Sparse RF Lens Antenna Array Design for AoA Estimation in Wideband Systems: Placement Optimization and Performance Analysis

TL;DR

This paper introduces a novel sparse lens antenna array architecture with an optimized placement and a max-energy selection algorithm, enabling efficient AoA estimation in wideband 5G V2X systems with limited hardware.

Contribution

It proposes a new reconfigurable antenna array design and a max-energy selection algorithm for improved AoA estimation in wideband systems, reducing hardware complexity.

Findings

Achieves effective AoA estimation with fewer antennas.

Demonstrates low complexity and hardware cost advantages.

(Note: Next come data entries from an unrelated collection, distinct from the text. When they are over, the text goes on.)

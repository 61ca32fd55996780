mod directory;
mod mjpeg;

use std::path::Path;

use frame_sieve_common::config::InputConfig;
use frame_sieve_common::frame::Frame;

pub use directory::DirectorySource;
pub use mjpeg::MjpegSource;

/// Ordered pull-based frame supplier.
///
/// Both variants (directory of stills, raw MJPEG stream) expose the same
/// contract: frames arrive in strictly increasing 1-based index order, one per
/// pull. A read or decode failure is logged and reported as end-of-stream;
/// nothing downstream ever sees a broken frame and nothing is retried.
pub trait FrameSource {
    /// Next normalized frame, or `None` at end-of-stream.
    fn next_frame(&mut self) -> Option<Frame>;

    /// Advance one position without decoding. Returns `false` at end-of-stream.
    fn skip_frame(&mut self) -> bool;

    /// Total frame count, when the source can enumerate it up front.
    fn frame_count(&self) -> Option<u64>;

    /// Human-readable name for logging.
    fn name(&self) -> &str {
        "unnamed"
    }
}

/// Open the source described by the input config, resolving `auto` mode by
/// path kind: a directory of stills, anything else a raw MJPEG stream file.
pub fn open_source(
    input: &InputConfig,
    width: u32,
    height: u32,
) -> Result<Box<dyn FrameSource>, SourceError> {
    let path = Path::new(&input.path);
    if !path.exists() {
        return Err(SourceError::Missing(input.path.clone()));
    }

    let mode = match input.mode.as_str() {
        "auto" => {
            if path.is_dir() {
                "directory"
            } else {
                "mjpeg"
            }
        }
        other => other,
    };

    match mode {
        "directory" => Ok(Box::new(DirectorySource::open(path, width, height)?)),
        "mjpeg" => Ok(Box::new(MjpegSource::open(path, width, height, input.fps)?)),
        other => Err(SourceError::UnknownMode(other.to_string())),
    }
}

#[derive(Debug, thiserror::Error)]
pub enum SourceError {
    #[error("input path {0} does not exist")]
    Missing(String),
    #[error("failed to read input directory {0}: {1}")]
    ReadDir(String, std::io::Error),
    #[error("no frames found in {0}")]
    Empty(String),
    #[error("failed to open stream {0}: {1}")]
    OpenStream(String, std::io::Error),
    #[error("unknown input mode {0:?}")]
    UnknownMode(String),
}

Validates performance through simulations in vehicular environments.

Abstract

In this paper, we propose a novel architecture for a lens antenna array (LAA) designed to work with a small number of antennas and enable angle-of-arrival (AoA) estimation for advanced 5G vehicle-to-everything (V2X) use cases that demand wider bandwidths and higher data rates. We derive a received signal in terms of optical analysis to consider the variability of the focal region for different carrier frequencies in a wideband multi-carrier system. By taking full advantage of the beam squint effect for multiple pilot signals with different frequencies, we propose a novel reconfiguration of antenna array (RAA) for the sparse LAA and a max-energy antenna selection (MS) algorithm for the AoA estimation. In addition, this paper presents an analysis of the received power at the single antenna with the maximum energy and compares it to simulation results. In contrast to previous studies on LAA that assumed a large number of antennas, which can require high complexity and hardware costs, the proposed RAA with MS estimation algorithm is shown meets the requirements of 5G V2X in a vehicular environment while utilizing limited RF hardware and has low complexity.